*Dataset entries:*

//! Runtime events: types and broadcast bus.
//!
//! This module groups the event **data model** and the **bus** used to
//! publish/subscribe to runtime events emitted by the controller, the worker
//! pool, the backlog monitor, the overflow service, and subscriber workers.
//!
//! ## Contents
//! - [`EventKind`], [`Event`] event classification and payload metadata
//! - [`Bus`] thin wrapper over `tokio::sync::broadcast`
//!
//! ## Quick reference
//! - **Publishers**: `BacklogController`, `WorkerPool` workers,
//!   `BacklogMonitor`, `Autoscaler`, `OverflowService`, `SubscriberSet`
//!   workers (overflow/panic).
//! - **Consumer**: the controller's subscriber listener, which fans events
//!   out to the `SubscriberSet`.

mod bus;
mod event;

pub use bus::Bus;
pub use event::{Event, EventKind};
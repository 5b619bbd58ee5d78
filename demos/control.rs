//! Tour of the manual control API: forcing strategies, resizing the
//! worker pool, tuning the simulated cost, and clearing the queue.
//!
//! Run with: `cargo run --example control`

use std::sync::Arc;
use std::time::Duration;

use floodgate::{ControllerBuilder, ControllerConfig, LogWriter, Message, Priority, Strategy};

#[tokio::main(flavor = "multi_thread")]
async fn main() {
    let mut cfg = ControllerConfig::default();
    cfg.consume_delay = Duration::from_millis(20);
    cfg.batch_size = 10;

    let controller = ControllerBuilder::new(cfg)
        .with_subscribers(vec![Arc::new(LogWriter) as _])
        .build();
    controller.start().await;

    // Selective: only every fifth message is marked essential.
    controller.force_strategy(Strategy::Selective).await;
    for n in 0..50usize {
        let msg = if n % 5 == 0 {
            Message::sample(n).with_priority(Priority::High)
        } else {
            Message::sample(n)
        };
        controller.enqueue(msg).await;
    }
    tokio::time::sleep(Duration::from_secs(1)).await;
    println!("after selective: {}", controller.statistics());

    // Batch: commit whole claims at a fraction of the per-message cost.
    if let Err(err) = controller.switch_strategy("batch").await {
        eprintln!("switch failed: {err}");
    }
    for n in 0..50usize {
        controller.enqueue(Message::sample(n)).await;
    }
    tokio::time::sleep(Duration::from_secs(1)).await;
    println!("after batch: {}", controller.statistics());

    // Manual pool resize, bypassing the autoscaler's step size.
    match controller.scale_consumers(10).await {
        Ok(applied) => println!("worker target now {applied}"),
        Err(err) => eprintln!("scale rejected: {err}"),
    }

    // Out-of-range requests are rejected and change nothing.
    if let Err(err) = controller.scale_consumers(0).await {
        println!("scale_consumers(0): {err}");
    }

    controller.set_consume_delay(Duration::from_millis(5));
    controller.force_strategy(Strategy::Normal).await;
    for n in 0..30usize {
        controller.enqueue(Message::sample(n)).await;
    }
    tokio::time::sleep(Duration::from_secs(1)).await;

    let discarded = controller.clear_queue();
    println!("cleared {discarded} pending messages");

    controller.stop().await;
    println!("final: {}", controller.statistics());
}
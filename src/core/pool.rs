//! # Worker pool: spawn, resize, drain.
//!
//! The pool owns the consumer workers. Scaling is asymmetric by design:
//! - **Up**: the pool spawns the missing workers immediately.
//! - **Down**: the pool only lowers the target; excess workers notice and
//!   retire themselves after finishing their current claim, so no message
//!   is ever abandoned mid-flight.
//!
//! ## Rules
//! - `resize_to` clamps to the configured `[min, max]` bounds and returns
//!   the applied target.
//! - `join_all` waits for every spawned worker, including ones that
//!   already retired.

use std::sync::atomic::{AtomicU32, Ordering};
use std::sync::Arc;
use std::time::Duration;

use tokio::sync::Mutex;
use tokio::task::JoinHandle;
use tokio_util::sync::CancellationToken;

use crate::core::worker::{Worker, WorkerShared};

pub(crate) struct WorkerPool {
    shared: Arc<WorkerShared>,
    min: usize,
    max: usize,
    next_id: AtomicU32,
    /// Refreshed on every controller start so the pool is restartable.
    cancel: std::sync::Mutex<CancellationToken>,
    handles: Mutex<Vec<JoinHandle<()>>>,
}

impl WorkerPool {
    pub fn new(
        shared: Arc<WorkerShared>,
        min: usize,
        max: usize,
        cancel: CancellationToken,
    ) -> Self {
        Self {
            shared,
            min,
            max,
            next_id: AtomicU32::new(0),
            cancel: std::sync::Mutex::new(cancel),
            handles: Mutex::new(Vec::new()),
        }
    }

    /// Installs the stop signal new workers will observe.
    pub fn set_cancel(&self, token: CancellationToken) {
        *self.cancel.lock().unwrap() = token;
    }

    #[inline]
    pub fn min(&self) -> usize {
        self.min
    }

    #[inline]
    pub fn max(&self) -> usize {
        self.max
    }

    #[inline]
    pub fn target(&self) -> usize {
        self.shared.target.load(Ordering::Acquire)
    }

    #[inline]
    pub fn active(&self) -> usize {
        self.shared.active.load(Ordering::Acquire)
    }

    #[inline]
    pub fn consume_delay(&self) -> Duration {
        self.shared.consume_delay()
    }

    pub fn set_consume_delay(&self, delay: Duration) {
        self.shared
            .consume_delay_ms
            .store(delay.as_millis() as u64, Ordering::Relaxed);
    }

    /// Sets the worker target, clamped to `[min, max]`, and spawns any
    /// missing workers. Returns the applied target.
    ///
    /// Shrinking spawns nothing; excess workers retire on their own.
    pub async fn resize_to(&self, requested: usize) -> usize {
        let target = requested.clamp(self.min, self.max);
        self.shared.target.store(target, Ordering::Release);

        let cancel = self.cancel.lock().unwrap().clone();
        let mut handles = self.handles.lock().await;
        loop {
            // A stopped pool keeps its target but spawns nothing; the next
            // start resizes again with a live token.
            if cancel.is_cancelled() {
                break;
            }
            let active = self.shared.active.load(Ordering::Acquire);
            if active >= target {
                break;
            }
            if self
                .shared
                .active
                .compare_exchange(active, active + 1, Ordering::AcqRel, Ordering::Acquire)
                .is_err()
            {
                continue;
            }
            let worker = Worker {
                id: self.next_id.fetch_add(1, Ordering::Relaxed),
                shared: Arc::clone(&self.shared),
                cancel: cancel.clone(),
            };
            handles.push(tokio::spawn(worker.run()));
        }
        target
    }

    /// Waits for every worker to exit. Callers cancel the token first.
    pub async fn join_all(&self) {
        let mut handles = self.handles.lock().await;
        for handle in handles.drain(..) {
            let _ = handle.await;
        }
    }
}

*Task to complete:*
Could you repeat exactly the lines above from the line with "clearing the queue." up to and including the line with "controller.start().await;", and only those?

*Expected output:*
//! worker pool, tuning the simulated cost, and clearing the queue.
//!
//! Run with: `cargo run --example control`

use std::sync::Arc;
use std::time::Duration;

use floodgate::{ControllerBuilder, ControllerConfig, LogWriter, Message, Priority, Strategy};

#[tokio::main(flavor = "multi_thread")]
async fn main() {
    let mut cfg = ControllerConfig::default();
    cfg.consume_delay = Duration::from_millis(20);
    cfg.batch_size = 10;

    let controller = ControllerBuilder::new(cfg)
        .with_subscribers(vec![Arc::new(LogWriter) as _])
        .build();
    controller.start().await;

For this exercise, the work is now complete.